Examining the radio show Americans All, Immigrants All and its African American audience, Savage writes, “The conflict among African Americans about which image to present obscured their implicit agreement about the political importance of media images and their frustration about their limited opportunities to exert control over their self-representation” (pg. 43). She continues, “Bolstered in part by New Deal rhetoric, many African Americans at the beginning of the World War II era were poised to demand not only inclusion by also, more important, the full benefits of Americanness, a strategy pursued into the 1950s and 1960s” (pg. 45). Turning to the program Freedom’s People, Savage writes, “The recurring theme of Freedom’s People was that blacks had contributed significantly to American culture and history and had earned the right to be free and fully accepted as Americans” (pg. 78). The showrunners linked black achievement to American history to increase black pride and, Savage argues, “thought the show could help teach whites tolerance and appreciation of blacks” (pg. 78). Savage cautions, however, that the show “stopped short of doing more than conferring the label ‘American’ on blacks” due to network restrictions (pg. 103).

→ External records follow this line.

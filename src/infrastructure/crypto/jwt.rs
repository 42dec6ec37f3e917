//! JWT token handling

use chrono::{Duration, Utc};
use jsonwebtoken::{decode, encode, DecodingKey, EncodingKey, Header, Validation};
use serde::{Deserialize, Serialize};

/// JWT configuration
#[derive(Clone)]
pub struct JwtConfig {
    /// Secret key for signing tokens
    pub secret: String,
    /// Token expiration time in days
    pub expiration_days: i64,
    /// Issuer claim
    pub issuer: String,
}

impl Default for JwtConfig {
    fn default() -> Self {
        Self {
            secret: std::env::var("JWT_SECRET")
                .unwrap_or_else(|_| "dev_secret_change_me".to_string()),
            expiration_days: 7,
            issuer: "shop-service".to_string(),
        }
    }
}

/// JWT Claims
///
/// Tokens are self-contained bearer credentials: the user's identity lives
/// entirely in the signed claims, there is no server-side session store.
#[derive(Debug, Serialize, Deserialize, Clone)]
pub struct Claims {
    /// Subject (user ID)
    pub sub: String,
    /// User email
    pub email: String,
    /// Expiration time (Unix timestamp)
    pub exp: i64,
    /// Issued at (Unix timestamp)
    pub iat: i64,
    /// Issuer
    pub iss: String,
}

impl Claims {
    pub fn new(user_id: &str, email: &str, config: &JwtConfig) -> Self {
        let now = Utc::now();
        let exp = now + Duration::days(config.expiration_days);

        Self {
            sub: user_id.to_string(),
            email: email.to_string(),
            exp: exp.timestamp(),
            iat: now.timestamp(),
            iss: config.issuer.clone(),
        }
    }
}

/// Create a signed token for a user
pub fn create_token(
    user_id: &str,
    email: &str,
    config: &JwtConfig,
) -> Result<String, jsonwebtoken::errors::Error> {
    let claims = Claims::new(user_id, email, config);

    encode(
        &Header::default(),
        &claims,
        &EncodingKey::from_secret(config.secret.as_bytes()),
    )
}

/// Verify signature, expiry and issuer, and decode the claims.
///
/// Every failure mode (malformed, expired, bad signature) is surfaced the
/// same way at the API boundary so nothing about the token leaks.
pub fn verify_token(token: &str, config: &JwtConfig) -> Result<Claims, jsonwebtoken::errors::Error> {
    let mut validation = Validation::default();
    validation.set_issuer(&[&config.issuer]);

    let token_data = decode::<Claims>(
        token,
        &DecodingKey::from_secret(config.secret.as_bytes()),
        &validation,
    )?;

    Ok(token_data.claims)
}
//! Cart API handlers

use std::sync::Arc;

use axum::extract::{Path, State};
use axum::http::StatusCode;
use axum::{Extension, Json};

use super::dto::{AddToCartRequest, SetQuantityRequest};
use crate::application::CartService;
use crate::domain::Cart;
use crate::interfaces::http::common::{ApiError, ErrorBody};
use crate::interfaces::http::middleware::AuthenticatedUser;

/// Cart state
#[derive(Clone)]
pub struct CartHandlerState {
    pub carts: Arc<CartService>,
}

#[utoipa::path(
    get,
    path = "/api/cart",
    tag = "Cart",
    security(("bearer_auth" = [])),
    responses(
        (status = 200, description = "The caller's cart", body = Cart),
        (status = 401, description = "Missing or invalid token", body = ErrorBody)
    )
)]
pub async fn get_cart(
    State(state): State<CartHandlerState>,
    Extension(user): Extension<AuthenticatedUser>,
) -> Result<Json<Cart>, ApiError> {
    Ok(Json(state.carts.get(&user.user_id).await?))
}

#[utoipa::path(
    post,
    path = "/api/cart",
    tag = "Cart",
    security(("bearer_auth" = [])),
    request_body = AddToCartRequest,
    responses(
        (status = 201, description = "Updated cart", body = Cart),
        (status = 400, description = "Missing itemId", body = ErrorBody),
        (status = 401, description = "Missing or invalid token", body = ErrorBody),
        (status = 404, description = "No such item", body = ErrorBody)
    )
)]
pub async fn add_to_cart(
    State(state): State<CartHandlerState>,
    Extension(user): Extension<AuthenticatedUser>,
    Json(request): Json<AddToCartRequest>,
) -> Result<(StatusCode, Json<Cart>), ApiError> {
    let item_id = request
        .item_id
        .filter(|id| !id.is_empty())
        .ok_or_else(|| ApiError::bad_request("itemId required"))?;
    let cart = state
        .carts
        .add_item(&user.user_id, &item_id, request.qty.unwrap_or(1))
        .await?;
    Ok((StatusCode::CREATED, Json(cart)))
}

#[utoipa::path(
    patch,
    path = "/api/cart/{item_id}",
    tag = "Cart",
    security(("bearer_auth" = [])),
    params(("item_id" = String, Path, description = "Item id of the cart line")),
    request_body = SetQuantityRequest,
    responses(
        (status = 200, description = "Updated cart", body = Cart),
        (status = 400, description = "Missing qty", body = ErrorBody),
        (status = 401, description = "Missing or invalid token", body = ErrorBody),
        (status = 404, description = "Item not in cart", body = ErrorBody)
    )
)]
pub async fn set_quantity(
    State(state): State<CartHandlerState>,
    Extension(user): Extension<AuthenticatedUser>,
    Path(item_id): Path<String>,
    Json(request): Json<SetQuantityRequest>,
) -> Result<Json<Cart>, ApiError> {
    let qty = request
        .qty
        .ok_or_else(|| ApiError::bad_request("qty required"))?;
    let cart = state
        .carts
        .set_quantity(&user.user_id, &item_id, qty)
        .await?;
    Ok(Json(cart))
}

#[utoipa::path(
    delete,
    path = "/api/cart/{item_id}",
    tag = "Cart",
    security(("bearer_auth" = [])),
    params(("item_id" = String, Path, description = "Item id of the cart line")),
    responses(
        (status = 200, description = "Updated cart, removal is idempotent", body = Cart),
        (status = 401, description = "Missing or invalid token", body = ErrorBody)
    )
)]
pub async fn remove_from_cart(
    State(state): State<CartHandlerState>,
    Extension(user): Extension<AuthenticatedUser>,
    Path(item_id): Path<String>,
) -> Result<Json<Cart>, ApiError> {
    Ok(Json(state.carts.remove_item(&user.user_id, &item_id).await?))
}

Discussing the controversy over the OWI pamphlet Negros and the War, Savage writes, “There was no intellectually honest way to develop a message promoting inclusiveness of African Americans without endorsing or appearing to endorse their claims to equal opportunity – one message begged for the other because the two were inextricably linked” (pg. 134). Some tired to use popular entertainment to mask political motives. Savage writes, “Embedding serious messages in nonthreatening entertainment was a radio technique that some African Americans criticized even though they realized that political restrictions usually mandated such a strategy” (pg. 162-163). Savage continues, “National radio’s treatment of the race issue is a tale of caution and restriction. Network officials carefully scrutinized the political risks associated with federally sponsored programming, even as the federal agencies themselves adhered to their own strict tests of what was ‘speakable’ about African Americans” (pg. 246). Further, “By the end of the 1940s, the radio and advertising industries realized that many major urban areas had been transformed by the massive black migration of the war years…It was this new black urban audience that local radio stations – and local advertisers – were beginning to ‘see’ for the first time in the postwar period” (pg. 260).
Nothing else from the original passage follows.